It was a sunny day on Monday, Feb. 22, 1965, and I was in kindergarten, in Halifax, when other "Negro" or "coloured" kids (as we were called back then), announced, "Malcolm X got shot."
True: The Pan-Africanist and Muslim orator had been assassinated in New York just the day before, but the strange surname is what first caught my attention.
It wasn’t until high school that I began to understand the importance of the African-American agitator and Islamic evangelist, and also finally read The Autobiography of Malcolm X (1965), as told to Alex Haley.
X’s evolution from disappointed student to Malcolm Little, to Detroit-Boston-New York gangster Detroit Red, to Nation of Islam firebrand, to, finally, El-Hajj Malik El-Shabazz, is more than a tale of self-invention and transformation.
It is also a how-to-guide for speaking political truth, articulating black identity and fashioning new styles of black masculinity: The first major black hero to wear glasses, X made intellectualism cool, not wimpy.
In Malcolm X: A Life of Reinvention (Viking, $35), Columbia University history professor Manning Marable sets out to clear the myths and misconceptions about X, and render his life and importance as plainly as scrupulous scholarship allows.
Marable declares that he wanted to "deconstruct" X’s autobiography, to separate facts from convenient fiction. Combing through X’s diary, police surveillance files, Nation of Islam papers and little-referenced newspapers from Africa, the Middle East, and Europe, plus utilizing interviews with survivors and contemporaries, Marable succeeds in recreating X’s life with its captivating contradictions, stressful challenges, and successes — personal and socio-political.
Though X became, in death, a symbol of radical black nationalism and black power (and Marable credits X correctly with influencing the development of the Black Panther Party and of black cultural and "consciousness" movements in mid-1960s and later), Marable positions him as having been, more meaningfully, an exponent of "modern . . . Pan-Africanism, based on a global antiracism," as well as a bridgehead (or beachhead) between Americans and Muslims.
Marable also admires X for advocating the importance of the black bloc vote, while also deploring his frequent suggestions that there were no parties worth voting for.
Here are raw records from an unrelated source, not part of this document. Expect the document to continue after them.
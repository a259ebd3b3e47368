//! The pointer-drag state machine.
//!
//! One gesture is `Idle -> Dragging -> Idle`. The controller owns only
//! the session state; widths are mutated exclusively through the handle
//! set's geometry contract, so a rejected move leaves everything as it
//! was.

use crate::event::PointerButton;
use crate::geometry::{Outcome, ResizePolicy};
use crate::handles::HandleSet;
use crate::host::HostTable;

/// Per-instance gesture state. Explicit, never process-wide: several
/// tables on one page each run their own machine.
#[derive(Debug, Clone, Copy, PartialEq, Eq, Default)]
pub enum DragState {
    #[default]
    Idle,
    Dragging {
        /// Column whose handle anchors the session.
        anchor: usize,
        /// Pointer X at pointer-down.
        start_x: i32,
        /// Sum of deltas accepted so far this gesture.
        accepted: i32,
    },
}

/// An accepted move within a gesture.
#[derive(Debug, Clone, Copy, PartialEq, Eq)]
pub struct Accepted {
    pub column: usize,
    pub width: i32,
    pub delta: i32,
}

/// Emitted once per completed gesture.
#[derive(Debug, Clone, Copy, PartialEq, Eq)]
pub struct ResizeNotice {
    pub column: usize,
    pub width: i32,
}

#[derive(Debug, Default)]
pub struct DragController {
    state: DragState,
}

impl DragController {
    pub fn new() -> Self {
        Self::default()
    }

    pub fn state(&self) -> DragState {
        self.state
    }

    pub fn is_dragging(&self) -> bool {
        matches!(self.state, DragState::Dragging { .. })
    }

    /// Pointer-down: start a session when the point hits a handle.
    ///
    /// A second pointer-down while a session is active is ignored; the
    /// source left this undefined and ignoring is the explicit choice
    /// here.
    pub fn on_down(&mut self, x: i32, y: i32, button: PointerButton, handles: &HandleSet) -> bool {
        if button != PointerButton::Left {
            return false;
        }
        if self.is_dragging() {
            log::debug!("[drag] pointer-down ignored, session already active");
            return false;
        }
        let Some(anchor) = handles.hit_test(x, y) else {
            return false;
        };
        log::debug!("[drag] session started on column {anchor} at x={x}");
        self.state = DragState::Dragging {
            anchor,
            start_x: x,
            accepted: 0,
        };
        true
    }

    /// Pointer-move while dragging, scoped to the whole document.
    ///
    /// The delta is measured against the live handle position, not the
    /// session start, so consecutive moves stay consistent. On
    /// acceptance the new width is written to the header cell and, when
    /// the scroll mirror is active, to every rendered body cell of the
    /// column.
    pub fn on_move<H: HostTable>(
        &mut self,
        x: i32,
        handles: &mut HandleSet,
        host: &mut H,
        policy: ResizePolicy,
        propagate_body: bool,
    ) -> Option<Accepted> {
        let DragState::Dragging {
            anchor,
            start_x,
            accepted,
        } = self.state
        else {
            return None;
        };

        let delta = x - handles.handle(anchor).left;
        let Outcome::Applied { width, delta } = handles.apply_delta(anchor, delta, policy) else {
            return None;
        };

        self.state = DragState::Dragging {
            anchor,
            start_x,
            accepted: accepted + delta,
        };

        host.set_header_width(anchor, width);
        if policy == ResizePolicy::Squeeze {
            if let Some(next) = anchor.checked_add(1).filter(|n| *n < handles.len()) {
                host.set_header_width(next, handles.layout().width(next));
                if propagate_body {
                    host.set_body_column_width(next, handles.layout().width(next));
                }
            }
        }
        if propagate_body {
            host.set_body_column_width(anchor, width);
        }

        Some(Accepted {
            column: anchor,
            width,
            delta,
        })
    }

    /// Pointer-up anywhere cancels the session and yields the notice
    /// for the completed gesture.
    pub fn on_up(&mut self, handles: &HandleSet) -> Option<ResizeNotice> {
        let DragState::Dragging { anchor, .. } = self.state else {
            return None;
        };
        self.state = DragState::Idle;
        if anchor >= handles.len() {
            // Handle set was replaced under the session; nothing to report.
            return None;
        }
        let width = handles.layout().width(anchor);
        log::debug!("[drag] session ended, column {anchor} now {width}px");
        Some(ResizeNotice {
            column: anchor,
            width,
        })
    }

    /// Drop any active session without emitting a notice.
    pub fn cancel(&mut self) {
        self.state = DragState::Idle;
    }
}
//! In-memory host table and width store used across the test suites.
#![allow(dead_code)]

use colresize::{Capabilities, HostTable, Interest, ListenerToken, WidthStore};

pub const ROW_HEIGHT: i32 = 20;

/// A host table that records every write the engine performs.
pub struct FakeHost {
    /// Current header cell widths (inline width included).
    pub headers: Vec<i32>,
    /// The widths the host would measure on a fresh render.
    pub measured: Vec<i32>,
    /// Rendered body rows, one cell width per column.
    pub body: Vec<Vec<i32>>,
    pub table_width: i32,
    pub table_height: i32,
    pub header_height: i32,
    pub empty_row: bool,
    pub body_scroll: i32,
    pub caps: Capabilities,
    /// (column, visible) calls delegated to the host's own toggle.
    pub visibility_calls: Vec<(usize, bool)>,
    /// Registrations currently held against this host.
    pub active_listeners: Vec<(ListenerToken, Interest)>,
    next_token: u64,
}

impl FakeHost {
    pub fn with_columns(widths: &[i32]) -> Self {
        let mut host = Self {
            headers: widths.to_vec(),
            measured: widths.to_vec(),
            body: Vec::new(),
            table_width: widths.iter().sum(),
            table_height: 0,
            header_height: 30,
            empty_row: false,
            body_scroll: 0,
            caps: Capabilities {
                redraw_notices: true,
                state_hooks: true,
            },
            visibility_calls: Vec::new(),
            active_listeners: Vec::new(),
            next_token: 0,
        };
        host.render_rows(3);
        host
    }

    /// Render `rows` fresh body rows, as a host redraw would: inline
    /// cell widths are lost and cells fall back to measured widths.
    pub fn render_rows(&mut self, rows: usize) {
        self.body = vec![self.measured.clone(); rows];
        self.empty_row = rows == 0;
        self.table_height = self.header_height + ROW_HEIGHT * rows as i32;
    }

    pub fn body_cell(&self, row: usize, column: usize) -> i32 {
        self.body[row][column]
    }
}

impl HostTable for FakeHost {
    fn capabilities(&self) -> Capabilities {
        self.caps
    }

    fn header_widths(&self) -> Vec<i32> {
        self.headers.clone()
    }

    fn table_height(&self) -> i32 {
        self.table_height
    }

    fn header_height(&self) -> i32 {
        self.header_height
    }

    fn body_height(&self) -> i32 {
        ROW_HEIGHT * self.body.len() as i32
    }

    fn row_count(&self) -> usize {
        self.body.len()
    }

    fn has_empty_row(&self) -> bool {
        self.empty_row
    }

    fn set_header_width(&mut self, column: usize, width: i32) {
        self.headers[column] = width;
    }

    fn set_body_column_width(&mut self, column: usize, width: i32) {
        for row in &mut self.body {
            row[column] = width;
        }
    }

    fn set_table_width(&mut self, width: i32) {
        self.table_width = width;
    }

    fn set_body_scroll(&mut self, offset: i32) {
        self.body_scroll = offset;
    }

    fn set_column_visible(&mut self, column: usize, visible: bool) {
        self.visibility_calls.push((column, visible));
    }

    fn column_width(&self, column: usize) -> i32 {
        self.headers[column]
    }

    fn register(&mut self, interest: Interest) -> ListenerToken {
        let token = ListenerToken(self.next_token);
        self.next_token += 1;
        self.active_listeners.push((token, interest));
        token
    }

    fn unregister(&mut self, token: ListenerToken) {
        self.active_listeners.retain(|(t, _)| *t != token);
    }
}

/// A width store that remembers every save.
#[derive(Default)]
pub struct MemoryStore {
    pub initial: Option<Vec<i32>>,
    pub saves: Vec<Vec<i32>>,
}

impl MemoryStore {
    pub fn empty() -> Self {
        Self::default()
    }

    pub fn with_widths(widths: &[i32]) -> Self {
        Self {
            initial: Some(widths.to_vec()),
            saves: Vec::new(),
        }
    }
}

impl WidthStore for MemoryStore {
    fn load(&self) -> Option<Vec<i32>> {
        self.initial.clone()
    }

    fn save(&mut self, widths: &[i32]) {
        self.saves.push(widths.to_vec());
    }
}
Marable distinguishes nicely the different contributions of X and King to the drive toward full citizenship rights for African-Americans in the1950s and 1960s. But he never states explicitly the major distinction: King’s movement secured the right to vote, and that strategic success allowed for major black empowerment. But X’s cultural preaching, so to speak, transformed "Negroes," "coloureds" and "blacks" into African-Americans (and African-Canadians); a crucial shift that wedded self-affirmation to self-determination.
While Marable explores the meaning of X’s life, he also does correct major omissions and fabrications in the autobiography.
Carefully sifting the evidence, he argues credibly and convincingly that Detroit Red was no glamorous hood, but a penny-ante crook, who stole his own sister’s fur coat and "snitched" on his friends.
Moreover, though he later seemed ascetic and condemned "vice," in his "hood" days, X likely was bisexual, and derived some income from a white male, likely, lover.
In the autobiography, X’s sister, Ella, seems a solid citizen. In the bio, she is a store detective turned shoplifter. Too, X’s marriage was no courtly black romance. It was so full of sexual tensions that, if gossip and innuendo are believed, by the last year of his life, both X and his wife, Betty, found pleasure with others.
Importantly, Marable reconstructs X’s African and Middle Eastern travels to reveal that these journeys inspired the humanist and socialist tendencies in his mature thought.
Marable terms X a "misogynist,"
and his rhetoric was also, at times, simply racist and anti-Semitic. Given
to making extreme statements, X helped to trigger his own murder by provocatively denouncing the Nation of Islam.
Yet his faults do not cancel his accomplishment, which was to reconnect African North Americans with Africa — by any means necessary.
George Elliott Clarke teaches literature at University of Toronto.